▸ Records:
++++

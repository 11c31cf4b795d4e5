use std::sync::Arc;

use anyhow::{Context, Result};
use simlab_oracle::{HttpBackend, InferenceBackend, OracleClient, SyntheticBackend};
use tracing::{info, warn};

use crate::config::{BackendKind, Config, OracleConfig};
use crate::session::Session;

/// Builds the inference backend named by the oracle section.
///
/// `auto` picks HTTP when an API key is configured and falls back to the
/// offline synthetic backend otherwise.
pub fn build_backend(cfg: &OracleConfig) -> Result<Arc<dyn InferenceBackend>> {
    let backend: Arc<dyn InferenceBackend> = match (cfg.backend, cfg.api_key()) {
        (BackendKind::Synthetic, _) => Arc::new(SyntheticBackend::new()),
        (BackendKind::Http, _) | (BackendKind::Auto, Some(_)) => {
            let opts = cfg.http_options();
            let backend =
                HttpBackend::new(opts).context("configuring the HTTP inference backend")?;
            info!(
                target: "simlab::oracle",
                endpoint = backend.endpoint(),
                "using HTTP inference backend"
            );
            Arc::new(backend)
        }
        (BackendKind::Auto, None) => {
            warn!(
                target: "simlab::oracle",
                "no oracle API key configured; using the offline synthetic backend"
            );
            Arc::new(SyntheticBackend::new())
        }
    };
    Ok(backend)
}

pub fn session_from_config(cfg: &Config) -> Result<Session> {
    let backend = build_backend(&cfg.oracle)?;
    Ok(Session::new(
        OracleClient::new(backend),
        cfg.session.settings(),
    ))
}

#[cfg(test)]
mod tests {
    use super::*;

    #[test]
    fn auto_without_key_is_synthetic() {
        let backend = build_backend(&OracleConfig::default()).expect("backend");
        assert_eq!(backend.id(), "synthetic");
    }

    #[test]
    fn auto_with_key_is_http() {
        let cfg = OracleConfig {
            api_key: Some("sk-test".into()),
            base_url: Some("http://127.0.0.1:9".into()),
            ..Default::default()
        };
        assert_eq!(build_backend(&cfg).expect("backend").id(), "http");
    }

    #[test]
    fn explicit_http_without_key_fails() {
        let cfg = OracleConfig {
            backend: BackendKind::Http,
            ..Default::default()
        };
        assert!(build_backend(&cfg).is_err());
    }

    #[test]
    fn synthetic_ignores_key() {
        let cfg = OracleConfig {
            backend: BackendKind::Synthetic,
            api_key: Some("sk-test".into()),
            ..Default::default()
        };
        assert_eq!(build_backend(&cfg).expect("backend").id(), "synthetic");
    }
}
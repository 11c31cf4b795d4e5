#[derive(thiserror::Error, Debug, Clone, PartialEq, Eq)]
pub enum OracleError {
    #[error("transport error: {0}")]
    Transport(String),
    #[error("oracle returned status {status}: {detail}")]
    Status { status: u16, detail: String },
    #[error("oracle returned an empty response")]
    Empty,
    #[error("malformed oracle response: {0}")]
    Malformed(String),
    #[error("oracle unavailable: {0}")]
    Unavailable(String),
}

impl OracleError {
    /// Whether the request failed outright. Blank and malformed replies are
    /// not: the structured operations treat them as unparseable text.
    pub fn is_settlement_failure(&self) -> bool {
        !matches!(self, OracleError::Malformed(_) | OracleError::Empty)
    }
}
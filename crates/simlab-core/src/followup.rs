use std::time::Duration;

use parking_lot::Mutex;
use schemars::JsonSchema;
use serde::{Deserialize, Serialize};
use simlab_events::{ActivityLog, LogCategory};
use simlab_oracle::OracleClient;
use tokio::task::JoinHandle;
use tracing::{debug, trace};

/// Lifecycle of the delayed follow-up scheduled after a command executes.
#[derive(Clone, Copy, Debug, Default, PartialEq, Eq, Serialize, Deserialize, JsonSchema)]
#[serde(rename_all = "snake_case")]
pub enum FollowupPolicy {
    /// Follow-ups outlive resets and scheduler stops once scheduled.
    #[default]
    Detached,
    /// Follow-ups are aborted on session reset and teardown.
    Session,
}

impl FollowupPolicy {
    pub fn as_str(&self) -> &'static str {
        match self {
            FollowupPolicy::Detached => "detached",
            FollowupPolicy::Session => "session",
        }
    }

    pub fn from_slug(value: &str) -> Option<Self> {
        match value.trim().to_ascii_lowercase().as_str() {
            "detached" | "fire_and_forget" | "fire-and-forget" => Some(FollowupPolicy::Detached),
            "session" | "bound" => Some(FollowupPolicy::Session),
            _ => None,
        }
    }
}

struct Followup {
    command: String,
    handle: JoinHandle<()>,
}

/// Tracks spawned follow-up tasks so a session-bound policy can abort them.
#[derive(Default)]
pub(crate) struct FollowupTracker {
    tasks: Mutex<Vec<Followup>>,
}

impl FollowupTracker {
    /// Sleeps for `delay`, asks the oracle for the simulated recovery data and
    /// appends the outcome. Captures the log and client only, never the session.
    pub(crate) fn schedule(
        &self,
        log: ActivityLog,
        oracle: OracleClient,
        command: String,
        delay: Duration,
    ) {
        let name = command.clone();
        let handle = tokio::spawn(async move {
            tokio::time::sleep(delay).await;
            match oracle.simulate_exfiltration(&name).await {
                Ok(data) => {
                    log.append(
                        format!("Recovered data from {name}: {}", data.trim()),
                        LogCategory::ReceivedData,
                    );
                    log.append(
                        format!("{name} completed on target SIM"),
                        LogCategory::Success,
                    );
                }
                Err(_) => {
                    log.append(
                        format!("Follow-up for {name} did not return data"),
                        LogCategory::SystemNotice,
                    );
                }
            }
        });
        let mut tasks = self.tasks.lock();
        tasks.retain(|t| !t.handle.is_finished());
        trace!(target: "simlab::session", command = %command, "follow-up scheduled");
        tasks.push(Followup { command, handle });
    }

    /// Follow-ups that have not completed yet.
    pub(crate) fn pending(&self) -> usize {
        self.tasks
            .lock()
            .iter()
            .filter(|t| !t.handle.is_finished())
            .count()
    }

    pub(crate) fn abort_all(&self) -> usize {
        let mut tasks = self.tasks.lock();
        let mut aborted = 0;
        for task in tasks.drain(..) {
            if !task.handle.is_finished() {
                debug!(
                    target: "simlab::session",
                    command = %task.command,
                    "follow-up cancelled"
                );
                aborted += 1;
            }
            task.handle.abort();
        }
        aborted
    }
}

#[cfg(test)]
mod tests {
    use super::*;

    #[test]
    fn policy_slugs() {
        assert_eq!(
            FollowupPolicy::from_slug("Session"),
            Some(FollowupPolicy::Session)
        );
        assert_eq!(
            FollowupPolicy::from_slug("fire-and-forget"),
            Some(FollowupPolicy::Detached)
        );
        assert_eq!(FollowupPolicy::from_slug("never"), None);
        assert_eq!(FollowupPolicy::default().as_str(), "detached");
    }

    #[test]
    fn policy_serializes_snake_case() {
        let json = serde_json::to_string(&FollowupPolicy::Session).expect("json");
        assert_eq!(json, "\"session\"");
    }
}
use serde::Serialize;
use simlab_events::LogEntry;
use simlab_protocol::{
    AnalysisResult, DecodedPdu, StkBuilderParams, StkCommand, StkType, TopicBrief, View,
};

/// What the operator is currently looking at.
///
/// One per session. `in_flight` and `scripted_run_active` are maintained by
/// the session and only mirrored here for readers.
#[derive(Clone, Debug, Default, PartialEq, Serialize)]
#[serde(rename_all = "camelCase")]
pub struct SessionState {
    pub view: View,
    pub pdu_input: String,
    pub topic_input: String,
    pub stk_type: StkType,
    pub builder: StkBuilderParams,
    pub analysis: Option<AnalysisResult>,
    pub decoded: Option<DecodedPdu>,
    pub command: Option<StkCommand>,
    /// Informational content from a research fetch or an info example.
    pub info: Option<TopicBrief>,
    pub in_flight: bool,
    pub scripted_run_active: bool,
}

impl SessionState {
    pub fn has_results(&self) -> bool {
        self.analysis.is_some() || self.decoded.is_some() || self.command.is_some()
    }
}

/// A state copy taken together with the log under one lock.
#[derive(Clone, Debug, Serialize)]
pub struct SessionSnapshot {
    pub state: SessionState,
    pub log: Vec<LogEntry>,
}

++++

▸ Try it: The answer is the records above restated word for word from their opening line through the line that holds "(BackendKind::Synthetic, _) =>", both included, and nothing else.

▸ Solution for this problem:
repository 11c31cf4b795d4e5
use std::sync::Arc;

use anyhow::{Context, Result};
use simlab_oracle::{HttpBackend, InferenceBackend, OracleClient, SyntheticBackend};
use tracing::{info, warn};

use crate::config::{BackendKind, Config, OracleConfig};
use crate::session::Session;

/// Builds the inference backend named by the oracle section.
///
/// `auto` picks HTTP when an API key is configured and falls back to the
/// offline synthetic backend otherwise.
pub fn build_backend(cfg: &OracleConfig) -> Result<Arc<dyn InferenceBackend>> {
    let backend: Arc<dyn InferenceBackend> = match (cfg.backend, cfg.api_key()) {
        (BackendKind::Synthetic, _) => Arc::new(SyntheticBackend::new()),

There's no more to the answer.